# Perry GA lease



## Flint Basin Deer Manager (Jun 12, 2005)

I told a fellow landowner that I would post this for him, approx. 90 acres in Houston County on Flat Creek for lease. Near the Ag. Center in Perry GA. Prop. is about half open and the other half swamp hardwoods. He wants $1,500.00 a year plus insurance(about $200.)Seems a bit high, but I know the area and there are some big deer and hogs on that creek. If you are interested PM me for his number or questions, so he is not overrun with people just calling to ask him questions and not really interested.
                              thanks,
                                jeff


----------



## marknga (Jun 12, 2005)

pm sent.


----------



## Harvester (Jun 12, 2005)

Is that the land that a beaver pond or two to the east,  a couple of tower stands in the field?


----------



## Flint Basin Deer Manager (Jun 12, 2005)

*perry lease*

I believe it is, what do you know about it?


----------



## Harvester (Jun 12, 2005)

Flint Basin Deer Manager said:
			
		

> I believe it is, what do you know about it?




A neighbor of mine and a friend of his had the lease a few years ago(his first season deer hunting)and we hunted together at his or my place.  There was one vehicle access on the south east side and on the northeast side had put a road in for development of homes.(I dont know if there is any houses yet)  It wasnt bad land.  I believe 5 were harvested.  nice 6 pt that my buddy got when I was with him and a very nice first buck.  There was about 15 acres of food plots in the open area and surrounded by planted pines on the north,  hardwoods on the west  and south. East side has about 5 acres of scrubs and the ponds.  Access was the only problem.  You had to come in from the East and depending on the wind and 2 hunters there wasnt much chance for on of us.  A tower stand is in the Esat central part of the field,  Pretty nice one too.  A short tower stand on the north fence line,  not too bad also.  my freind only wanted to hunt the field but the southwest corner didnt look too bad.  You cannot see the whole field with those 2 stands which is a good thing for me.  wasnt too sure if the creek was in the lease or not,  I drive by there a few times a week and the land is a couple hundred yards off the road.I do see deer and have seen hogs in the area.  You are right about the price being a little steep.  If anyone is interested I wouldnt mind showing the area I only live about 5 miles away.


----------



## Flint Basin Deer Manager (Jun 12, 2005)

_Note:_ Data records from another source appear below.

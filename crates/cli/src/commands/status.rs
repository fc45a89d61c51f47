//! Status command: one synchronous refresh, printed

use anyhow::Result;
use colored::Colorize;
use mealgate_core::{AccessLedger, AllowList, DecisionEngine, Gate};

use crate::host::Host;
use crate::output::{terminal, StatusReport, SubscriptionReport, TrialReport};

pub fn run(host: &Host, path: &str, json: bool) -> Result<()> {
    if host.user().is_none() {
        if json {
            let body = serde_json::json!({
                "signed_in": false,
                "redirect": host.config.gate.login_path,
            });
            println!("{}", serde_json::to_string_pretty(&body)?);
        } else {
            eprintln!(
                "  {} Run {} first.",
                "Not signed in.".yellow(),
                "mealgate login --uid <id>".bold()
            );
        }
        return Ok(());
    }

    let ledger = host.ledger()?;
    let report = build_report(&ledger, AllowList::new(&host.config.gate.allow_list), path);

    if json {
        println!("{}", serde_json::to_string_pretty(&report)?);
    } else {
        terminal::print_status(&report);
    }
    Ok(())
}

/// Resolves the subscription (remote, else cache) and evaluates the gate for
/// `path` without mounting it, so no trial is started.
pub fn build_report(ledger: &AccessLedger, allow_list: AllowList, path: &str) -> StatusReport {
    let resolution = ledger.resolve_subscription();
    let trial = ledger.trial_window();
    let now = ledger.now();

    let mut engine = DecisionEngine::new();
    let snapshot = engine.decide(trial.as_ref(), resolution.subscription.as_ref(), false, now);
    let access = *snapshot.value();

    let mut gate = Gate::new(allow_list, path);
    gate.apply(snapshot);

    let subscription = resolution.subscription.as_ref().map(|window| {
        let origin = ledger
            .cached_record()
            .filter(|record| record.window == *window)
            .map(|record| record.origin);
        SubscriptionReport::new(window, origin, now)
    });

    StatusReport {
        user_id: ledger.user_id().to_string(),
        path: gate.path().to_string(),
        gate: gate.state(),
        view: gate.view(),
        access,
        subscription_source: resolution.source,
        trial: trial.as_ref().map(|t| TrialReport::new(t, now)),
        subscription,
    }
}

Sounds like the prop., I have a farm south of reynolds that is great deer and turkey hunting, but was looking for some hog hunting.I looked at prop.(on Flat creek) and saw hog sign but its a bit much for mainly hog land. If you know of any hog land in that area or west to reynolds south to ogethorpe, i wish you would PM me with any info. Thanks for your help!
                           jeff


----------



## gtaff (Jun 12, 2005)

That does seem high.  That is about 16 to 17 dollars an acre.  I might would have thought about it if it wasn't so expensive.


----------



## Harvester (Jun 12, 2005)

I'm not positive but i'm sure its negotiable.


----------



## BassAngler (Jun 14, 2005)

*Hunting Property*

I would be very interested in leasing this land for me and my father to hunt, could you pm me his number.  I would like to see the land first


----------



## dherrin (Jun 14, 2005)

I sent you a pm last night, look forward to hearing from you. Im very interested in this land for me and my kids.


----------



## Murdock (Jun 14, 2005)

Hey Jeff, My good friend is pastor of First Baptist in Reynolds. Do you know any folks in the area? I have been talking with him about doing some hunting with him in the area. 
Murdock


----------



## Flint Basin Deer Manager (Jun 14, 2005)

*Reynolds hunting*

Hey Murdock,
 I know a lot of people in the area, I don't live on my farm but I am there working or hunting a least 100 days a year. If you get the opportunity to hunt the area it is great. Some areas are better than others(of course) my farm is south of reynolds on the taylor/macon co. line.Great area, big deer!  good luck, if you have any questions about an area pm me as i know the area well.
                              jeff


----------



## Murdock (Jun 14, 2005)

Hey Jeff, Sent you a pm.
Murdock


----------



## Gillis (Jun 20, 2005)

Jeff

 I am Interested about  the land.please return Reply Back

Thanks 

 Dobie


----------



## Flint Basin Deer Manager (Jun 21, 2005)

*lease pending....*

Talked to landowner, lease pending. Please no more pms.
                    Thanks,
                      jeff


----------



## Toddmann (Sep 7, 2005)

Would this guy be interested in selling this property and if so how much.


----------